In the end, while Weil doesn’t directly answer her original question, she leaves the reader with the need to slow down and examine the issues more closely.
What is most interesting about the article, however, is what’s missing. As they say, nature abhors a vacuum - and that void yanks God-talk into the open spaces:
First, the question of where we get our moral views – our sense of right and wrong – is entirely absent from Weil’s reflections. Religion is mentioned only once, in relation to one set of parents' nominal involvement with the Catholic Church. Taking God out of the equation makes questions like these almost impossible to answer. Putting God back in raises some foundational questions we need to answer before we proceed.
Second, Weil indicates that “when faced with a fetus that will become severely handicapped, all choices are bad.” We will suffer no matter what choice we make. And that puts more God-talk on the table: How we view God – if we think of him at all – will determine how we view suffering. Is God distant or personal? Is he loving or impartial? Is he good? Can he really raise good out of suffering? And what kind of good does he mean?

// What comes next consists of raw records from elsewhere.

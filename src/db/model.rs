//! Row and key types used by the repositories.
//!
//! Keep these structs focused on the data returned by queries. Business logic
//! should live in higher layers.

use chrono::{DateTime, Utc};

/// Logical keys of the key-value store. Each key holds one full JSON
/// document that is replaced wholesale on every write.
#[derive(Debug, Clone, Copy, PartialEq, Eq)]
pub enum StoreKey {
    Snapshot,
    CreateQueue,
    UpdateQueue,
    DeleteQueue,
    LastRefresh,
    /// Version tag of the interception worker generation last activated.
    ActiveCacheVersion,
}

impl StoreKey {
    pub fn as_str(&self) -> &'static str {
        match self {
            StoreKey::Snapshot => "quotes_snapshot",
            StoreKey::CreateQueue => "quotes_create_queue",
            StoreKey::UpdateQueue => "quotes_update_queue",
            StoreKey::DeleteQueue => "quotes_delete_queue",
            StoreKey::LastRefresh => "quotes_last_refresh",
            StoreKey::ActiveCacheVersion => "cache_active_version",
        }
    }
}

/// A response body kept in a cache namespace.
#[derive(Debug, Clone, PartialEq, Eq)]
pub struct CachedResponse {
    pub namespace: String,
    pub request_key: String,
    pub status: u16,
    pub content_type: Option<String>,
    pub body: Vec<u8>,
    pub stored_at: DateTime<Utc>,
}
//! HttpRemote over the real network transport, against a wiremock server.

use reqwest::Url;
use serde_json::json;
use std::sync::Arc;
use std::time::Duration;
use wiremock::{
    matchers::{body_partial_json, method, path},
    Mock, MockServer, ResponseTemplate,
};

use quote_sync::intercept::NetworkFetcher;
use quote_sync::model::{FailureKind, QuotePayload, QuoteStatus, RecordId};
use quote_sync::remote::{HttpRemote, QuoteRemote, RemoteError};

async fn setup() -> (MockServer, HttpRemote) {
    let server = MockServer::start().await;
    let base = Url::parse(&format!("{}/", server.uri())).unwrap();
    let transport = NetworkFetcher::new(Duration::from_secs(5)).unwrap();
    (server, HttpRemote::new(base, Arc::new(transport)))
}

#[tokio::test]
async fn create_posts_camel_case_payload_and_returns_id() {
    let (server, remote) = setup().await;
    Mock::given(method("POST"))
        .and(path("/api/quotes"))
        .and(body_partial_json(json!({
            "product": "Widget",
            "quantity": 5,
            "desiredPackaging": "crate",
            "status": "pending"
        })))
        .respond_with(ResponseTemplate::new(200).set_body_json(json!({"success": true, "id": 42})))
        .expect(1)
        .mount(&server)
        .await;

    let mut payload = QuotePayload::new("Widget", 5);
    payload.desired_packaging = "crate".into();
    assert_eq!(remote.create(&payload).await.unwrap(), 42);
}

#[tokio::test]
async fn update_and_delete_target_the_record_path() {
    let (server, remote) = setup().await;
    Mock::given(method("PUT"))
        .and(path("/api/quotes/7"))
        .respond_with(ResponseTemplate::new(200).set_body_json(json!({"success": true})))
        .expect(1)
        .mount(&server)
        .await;
    Mock::given(method("DELETE"))
        .and(path("/api/quotes/7"))
        .respond_with(ResponseTemplate::new(200).set_body_json(json!({"success": true})))
        .expect(1)
        .mount(&server)
        .await;

    remote
        .update(7, &QuotePayload::new("Box", 1))
        .await
        .unwrap();
    remote.delete(7).await.unwrap();
}

#[tokio::test]
async fn unusable_answers_are_rejections() {
    let (server, remote) = setup().await;
    Mock::given(method("POST"))
        .and(path("/api/quotes"))
        .respond_with(ResponseTemplate::new(200).set_body_json(json!({"success": true})))
        .mount(&server)
        .await;
    Mock::given(method("PUT"))
        .and(path("/api/quotes/1"))
        .respond_with(
            ResponseTemplate::new(200)
                .set_body_json(json!({"success": false, "error": "locked"})),
        )
        .mount(&server)
        .await;
    Mock::given(method("DELETE"))
        .and(path("/api/quotes/1"))
        .respond_with(ResponseTemplate::new(404).set_body_string("not found"))
        .mount(&server)
        .await;

    let err = remote.create(&QuotePayload::new("x", 1)).await.unwrap_err();
    assert_eq!(err.kind(), FailureKind::Rejected);

    let err = remote
        .update(1, &QuotePayload::new("x", 1))
        .await
        .unwrap_err();
    assert_eq!(
        err,
        RemoteError::Rejected {
            status: 200,
            message: "locked".into()
        }
    );

    let err = remote.delete(1).await.unwrap_err();
    assert!(matches!(err, RemoteError::Rejected { status: 404, .. }));
}

#[tokio::test]
async fn list_decodes_quotes() {
    let (server, remote) = setup().await;
    Mock::given(method("GET"))
        .and(path("/api/quotes"))
        .respond_with(ResponseTemplate::new(200).set_body_json(json!([
            {
                "id": 3,
                "product": "Pallet",
                "quantity": 12,
                "desiredPackaging": "shrink wrap",
                "estimatedPrice": 99.5,
                "notes": "",
                "status": "approved",
                "createdAt": "2024-05-01T10:00:00Z"
            }
        ])))
        .mount(&server)
        .await;

    let quotes = remote.list().await.unwrap();
    assert_eq!(quotes.len(), 1);
    assert_eq!(quotes[0].id, RecordId::Remote(3));
    assert_eq!(quotes[0].status, QuoteStatus::Approved);
    assert_eq!(quotes[0].estimated_price, 99.5);
}

#[tokio::test]
async fn unreachable_server_is_a_connectivity_error() {
    let listener = std::net::TcpListener::bind("127.0.0.1:0").unwrap();
    let addr = listener.local_addr().unwrap();
    drop(listener);
    let base = Url::parse(&format!("http://{}/", addr)).unwrap();

    let transport = NetworkFetcher::new(Duration::from_secs(2)).unwrap();
    let remote = HttpRemote::new(base, Arc::new(transport));
    let err = remote.list().await.unwrap_err();
    assert_eq!(err.kind(), FailureKind::Connectivity);
}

And finally, I think this article brings some questions into the open space between believers who hold to the value of every life. If we advocate the birth of severely handicapped children, what are the implications for the church? What are we doing – and not doing – to support these families? Financially? Emotionally? Day-to-day? These are important questions that we all-too often sweep under the table. If our actions don’t support our beliefs, then our beliefs don’t carry much weight with the rest of our culture.
Weil’s article gives us a good insight into how people in our culture are dealing with hard issues. It also gives us an opportunity to bring God-talk into the open spaces. Let’s use it.